On day one, Brian said, “Dan, draw your self-portrait.” And here it is. Now that’s not very good, right? I don’t want to do a full critique session here, but let’s talk about why it’s not very good. What do you think of those eyebrows? Oops, there are none. What about that neck? Oops, there’s no neck. I’m not a very exciting guy, but I’m not literally twodimensional. I have some depth. Take a look, if you can bear it, at those lips. Nobody’s lips look like that. It’s a symbol of lips. I might as well have just written L-I-P-S there and done the same thing. You see what I mean. My eyes, which usually reside somewhere in the middle of my face, are up in my forehead because my nostrils have declared eminent domain on the central region of my face. So Brian, my very generous and kind art teacher said, “Dan, the reason you can’t draw is because you can’t see. You’re not seeing things. You’re seeing like a lawyer. You’re not seeing like an artist. You’re basically drawing symbols. You’re essentially writing a legal brief about your face. You need to see. You need to see the way an artist sees.” So over the next few days he taught me how to see. Light and shadow. Honestly, I feel like an idiot. Never thought about it before. Proportions, relationships. I never thought about that either. Negative space, the space between space. There’s space between space? How cool is that? No one ever told me. The scales are falling off my eyes. And on day five, Brian says, “Draw your self-portrait,” and here it is. That’s not great. I’ve got this sort of odd and inadvertent cubist touch going here. But let’s pretend we’re at the ophthalmologist’s. Better one or two? Better one or two?
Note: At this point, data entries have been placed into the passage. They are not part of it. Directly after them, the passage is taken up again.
//! Diversity-constrained seed selection.

use rand::RngCore;
use serde::{Deserialize, Serialize};

use crate::graph::Topology;
use crate::types::NodeId;
use super::ranking::{rank_scores, strategy_scores, RankedNode};
use super::{SeedError, SeedSelection, SeedSelectionPolicy, SeedStrategy};

/// Select `count` seed nodes with `strategy`.
///
/// ## Algorithm
///
/// For centrality strategies:
///
/// 1. Rank all nodes by score, best first (ties by ascending id)
/// 2. Accept the top-ranked node
/// 3. For `distance` from `min_distance` down to 1:
///    - Scan the remaining ranked nodes in order
///    - Accept a node if its hop distance to every accepted node is at
///      least `distance` (unreachable counts as infinitely far)
///    - Stop once `count` nodes are accepted
///
/// `min_distance == 0` imposes no separation and yields the top `count`
/// nodes. [`SeedStrategy::Random`] ignores `min_distance` and samples
/// uniformly without replacement from `rng`; centrality strategies never
/// touch `rng`.
pub fn select_seeds<G: Topology + ?Sized>(
    graph: &G,
    strategy: SeedStrategy,
    count: usize,
    min_distance: usize,
    rng: &mut dyn RngCore,
) -> Result<SeedSelection, SeedError> {
    let n = graph.num_nodes();
    if n == 0 {
        return Err(SeedError::EmptyGraph);
    }
    if count == 0 {
        return Err(SeedError::ZeroCount);
    }
    if count > n {
        return Err(SeedError::CountExceedsNodes { requested: count, available: n });
    }

    let Some(scores) = strategy_scores(graph, strategy) else {
        let nodes = rand::seq::index::sample(rng, n, count)
            .into_iter()
            .map(NodeId::new)
            .collect();
        return Ok(SeedSelection { nodes, requested: count, separation: 0 });
    };

    let ranked = rank_scores(&scores);
    let selection = diverse_greedy(graph, &ranked, count, min_distance);

    if selection.separation < min_distance {
        tracing::warn!(
            strategy = %strategy,
            requested_distance = min_distance,
            achieved_distance = selection.separation,
            "Seed separation relaxed to reach requested count"
        );
    }
    tracing::debug!(
        strategy = %strategy,
        count = selection.len(),
        separation = selection.separation,
        "Seeds selected"
    );

    Ok(selection)
}

fn diverse_greedy<G: Topology + ?Sized>(
    graph: &G,
    ranked: &[RankedNode],
    count: usize,
    min_distance: usize,
) -> SeedSelection {
    let mut taken = vec![false; graph.num_nodes()];
    let mut nodes = Vec::with_capacity(count);
    let mut distances: Vec<Vec<Option<usize>>> = Vec::with_capacity(count);
    let mut separation = min_distance;

    let Some(top) = ranked.first() else {
        return SeedSelection { nodes, requested: count, separation };
    };
    taken[top.node.index()] = true;
    nodes.push(top.node);
    distances.push(graph.distances_from(top.node));

    for distance in (1..=min_distance.max(1)).rev() {
        for candidate in &ranked[1..] {
            if nodes.len() >= count {
                break;
            }
            let idx = candidate.node.index();
            if taken[idx] {
                continue;
            }
            let far_enough = distances
                .iter()
                .all(|from| from[idx].map_or(true, |hops| hops >= distance));
            if far_enough {
                taken[idx] = true;
                nodes.push(candidate.node);
                distances.push(graph.distances_from(candidate.node));
                separation = separation.min(distance);
            }
        }
        if nodes.len() >= count {
            break;
        }
    }

    SeedSelection { nodes, requested: count, separation }
}

/// Seed policy backed by [`select_seeds`].
#[derive(Debug, Clone, Copy, PartialEq, Eq, Serialize, Deserialize)]
pub struct StrategySeeds {
    /// Ranking strategy.
    pub strategy: SeedStrategy,
    /// Number of seeds.
    pub count: usize,
    /// Requested minimum pairwise hop distance.
    pub min_distance: usize,
}

impl StrategySeeds {
    /// Create a new strategy seed policy.
    pub fn new(strategy: SeedStrategy, count: usize, min_distance: usize) -> Self {
        Self { strategy, count, min_distance }
    }
}

impl SeedSelectionPolicy for StrategySeeds {
    fn label(&self) -> String {
        format!("{}(n={}, d={})", self.strategy, self.count, self.min_distance)
    }

    fn is_randomized(&self) -> bool {
        self.strategy == SeedStrategy::Random
    }

    fn select(&self, graph: &dyn Topology, rng: &mut dyn RngCore) -> Result<SeedSelection, SeedError> {
        select_seeds(graph, self.strategy, self.count, self.min_distance, rng)
    }
}

/// Explicit seed set.
#[derive(Debug, Clone, PartialEq, Eq, Serialize, Deserialize)]
pub struct FixedSeeds(pub Vec<NodeId>);

impl FixedSeeds {
    /// Seed a single node.
    pub fn single(node: NodeId) -> Self {
        Self(vec![node])
    }
}

impl SeedSelectionPolicy for FixedSeeds {
    fn label(&self) -> String {
        let ids: Vec<String> = self.0.iter().map(ToString::to_string).collect();
        format!("fixed[{}]", ids.join(","))
    }

    fn is_randomized(&self) -> bool {
        false
    }

    fn select(&self, graph: &dyn Topology, _rng: &mut dyn RngCore) -> Result<SeedSelection, SeedError> {
        let num_nodes = graph.num_nodes();
        if num_nodes == 0 {
            return Err(SeedError::EmptyGraph);
        }
        if self.0.is_empty() {
            return Err(SeedError::ZeroCount);
        }

        let mut nodes = Vec::with_capacity(self.0.len());
        for &node in &self.0 {
            if !graph.contains(node) {
                return Err(SeedError::NodeOutOfRange { node, num_nodes });
            }
            if !nodes.contains(&node) {
                nodes.push(node);
            }
        }

        let requested = nodes.len();
        Ok(SeedSelection { nodes, requested, separation: 0 })
    }
}
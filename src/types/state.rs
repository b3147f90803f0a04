//! Per-node simulation state.
//!
//! Topology lives in [`crate::graph`]; everything that changes during a
//! diffusion run lives here, in an arena indexed by [`NodeId`] and owned by
//! exactly one [`crate::DiffusionEngine`].
//!
//! ## Invariants
//!
//! - `infected ⇒ active` at every observable point
//! - `infected` never reverts to `false`
//! - `pending_infected` is only set between propagation and commit of a
//!   single stage; it is `false` whenever the store is observable from
//!   outside the engine
//!
//! Mutators are crate-private so these hold by construction.

use serde::{Deserialize, Serialize};
use super::node::NodeId;

/// Simulation attributes of a single node.
#[derive(Debug, Clone, PartialEq, Serialize, Deserialize)]
pub struct NodeState {
    id: NodeId,
    activation_probability: f64,
    infection_probability: f64,
    active: bool,
    infected: bool,
    #[serde(skip)]
    pending_infected: bool,
}

impl NodeState {
    /// Create a fresh, active, uninfected node state.
    pub(crate) fn new(id: NodeId, activation_probability: f64, infection_probability: f64) -> Self {
        Self {
            id,
            activation_probability,
            infection_probability,
            active: true,
            infected: false,
            pending_infected: false,
        }
    }

    /// Node this state belongs to.
    pub fn id(&self) -> NodeId {
        self.id
    }

    /// Probability assigned at construction that drives activation decisions.
    pub fn activation_probability(&self) -> f64 {
        self.activation_probability
    }

    /// Probability assigned at construction that drives infection decisions.
    pub fn infection_probability(&self) -> f64 {
        self.infection_probability
    }

    /// Whether the node is currently able to receive infection.
    pub fn is_active(&self) -> bool {
        self.active
    }

    /// Whether the node is infected.
    pub fn is_infected(&self) -> bool {
        self.infected
    }

    /// Whether an infection was decided this stage but not yet committed.
    pub fn is_pending(&self) -> bool {
        self.pending_infected
    }

    pub(crate) fn set_active(&mut self, active: bool) {
        if !self.infected {
            self.active = active;
        }
    }

    pub(crate) fn infect(&mut self) {
        self.infected = true;
        self.active = true;
    }

    pub(crate) fn mark_pending(&mut self) {
        self.pending_infected = true;
    }

    /// Commit a pending infection and clear the buffer.
    ///
    /// Returns `true` if this call newly infected the node.
    pub(crate) fn commit(&mut self) -> bool {
        let newly = !self.infected && self.pending_infected;
        if newly {
            self.infect();
        }
        self.pending_infected = false;
        newly
    }
}

/// Aggregate counts over a [`StateStore`].
#[derive(Debug, Clone, Copy, Default, PartialEq, Eq, Serialize, Deserialize)]
pub struct StateCounts {
    /// Number of infected nodes.
    pub infected: usize,
    /// Number of active nodes (infected nodes included).
    pub active: usize,
    /// Total number of nodes.
    pub total: usize,
}

impl StateCounts {
    /// Fraction of nodes infected. An empty store reports `0.0`.
    pub fn infected_fraction(&self) -> f64 {
        if self.total == 0 {
            0.0
        } else {
            self.infected as f64 / self.total as f64
        }
    }
}

/// Arena of [`NodeState`] indexed by node id.
#[derive(Debug, Clone, Default, Serialize, Deserialize)]
pub struct StateStore {
    nodes: Vec<NodeState>,
}

impl StateStore {
    pub(crate) fn from_states(nodes: Vec<NodeState>) -> Self {
        Self { nodes }
    }

    /// Number of nodes.
    pub fn len(&self) -> usize {
        self.nodes.len()
    }

    /// Check if the store is empty.
    pub fn is_empty(&self) -> bool {
        self.nodes.is_empty()
    }

    /// Get the state of a node.
    pub fn get(&self, id: NodeId) -> Option<&NodeState> {
        self.nodes.get(id.index())
    }

    pub(crate) fn get_mut(&mut self, id: NodeId) -> Option<&mut NodeState> {
        self.nodes.get_mut(id.index())
    }

    /// Iterate over all node states in id order.
    pub fn iter(&self) -> impl Iterator<Item = &NodeState> {
        self.nodes.iter()
    }

    pub(crate) fn iter_mut(&mut self) -> impl Iterator<Item = &mut NodeState> {
        self.nodes.iter_mut()
    }

    /// Count infected and active nodes.
    pub fn counts(&self) -> StateCounts {
        self.nodes.iter().fold(
            StateCounts { total: self.nodes.len(), ..StateCounts::default() },
            |mut acc, n| {
                acc.infected += n.infected as usize;
                acc.active += n.active as usize;
                acc
            },
        )
    }

    /// Fraction of nodes infected.
    pub fn infected_fraction(&self) -> f64 {
        self.counts().infected_fraction()
    }

    /// Ids of all infected nodes, ascending.
    pub fn infected_nodes(&self) -> Vec<NodeId> {
        self.nodes.iter().filter(|n| n.infected).map(|n| n.id).collect()
    }
}

/// Clamp a caller-supplied probability into `[0, 1]`.
///
/// Returns the clamped value and whether the input was out of range.
/// NaN maps to `0.0`.
pub(crate) fn clamp_probability(value: f64) -> (f64, bool) {
    if value.is_nan() {
        (0.0, true)
    } else if (0.0..=1.0).contains(&value) {
        (value, false)
    } else {
        (value.clamp(0.0, 1.0), true)
    }
}

#[cfg(test)]
mod tests {
    use super::*;

    fn store(n: usize) -> StateStore {
        StateStore::from_states((0..n).map(|i| NodeState::new(NodeId::new(i), 0.5, 0.5)).collect())
    }

    #[test]
    fn test_fresh_state_is_active_and_clean() {
        let s = NodeState::new(NodeId::new(0), 0.2, 0.8);
        assert!(s.is_active());
        assert!(!s.is_infected());
        assert!(!s.is_pending());
    }

    #[test]
    fn test_infected_node_ignores_deactivation() {
        let mut s = NodeState::new(NodeId::new(0), 0.2, 0.8);
        s.infect();
        s.set_active(false);
        assert!(s.is_active());
    }

    #[test]
    fn test_commit_clears_pending() {
        let mut s = NodeState::new(NodeId::new(0), 0.2, 0.8);
        s.mark_pending();
        assert!(s.commit());
        assert!(s.is_infected());
        assert!(!s.is_pending());

        // Second commit with pending on an infected node is a no-op
        s.mark_pending();
        assert!(!s.commit());
        assert!(!s.is_pending());
        assert!(s.is_infected());
    }

    #[test]
    fn test_counts() {
        let mut st = store(4);
        st.get_mut(NodeId::new(1)).unwrap().infect();
        st.get_mut(NodeId::new(2)).unwrap().set_active(false);

        let counts = st.counts();
        assert_eq!(counts.total, 4);
        assert_eq!(counts.infected, 1);
        assert_eq!(counts.active, 3);
        assert!((st.infected_fraction() - 0.25).abs() < 1e-12);
        assert_eq!(st.infected_nodes(), vec![NodeId::new(1)]);
    }

    #[test]
    fn test_empty_fraction_is_zero() {
        assert_eq!(StateStore::default().infected_fraction(), 0.0);
    }

    #[test]
    fn test_clamp_probability() {
        assert_eq!(clamp_probability(0.3), (0.3, false));
        assert_eq!(clamp_probability(1.7), (1.0, true));
        assert_eq!(clamp_probability(-0.1), (0.0, true));
        assert_eq!(clamp_probability(f64::NAN), (0.0, true));
    }
}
Now what’s my point to you, my friends. If I can make that kind of progress in such a short time, a hard-core, nerdy, left-brain guy like me can make that kind of progress in such a short period of time, just imagine, imagine how much unleashed symphonic capacity there is out there, how much unleashed symphonic capacity there is out there in the world and in our kids. And so for all of you for what you do; for unleashing that ability in yourselves, in your communities, in your kids; for fighting the good fight that you do for arts education, for the NEA, for the NEH; for waking up every morning and trying to give the world something that it didn’t know it was missing; for pushing the boulder up the mountain to try to get arts funded in this country; for doing what you do every day to make this world a better place, I thank you very much.
Concluding Remarks
by Steven D. Spiess
All right, one more round of applause, please, for Daniel Pink. Good evening, I'm Steve Spiess; I'm the Chairman of the Board of Americans for the Arts. I am, unfortunately, also a trained tax CPA who runs one of the country's largest law firms, and I stand before you a broken man. But seriously, I wanted to just briefly thank you all again for being here at the 21st Annual Nancy Hanks Lecture on Arts and Public Policy. And we hope you'll keep an eye for the announcement about next year and that you'll be joining us again. I wanted to also take a moment, please, to thank our good friends and partners here at The John F. Kennedy Center for allowing us into their beautiful theater once again. Thank you.
And it is now my honor to close this evening, to reintroduce for one last number, the Duke Ellington School of the Arts Show Choir. Thank you very much for being here and good night.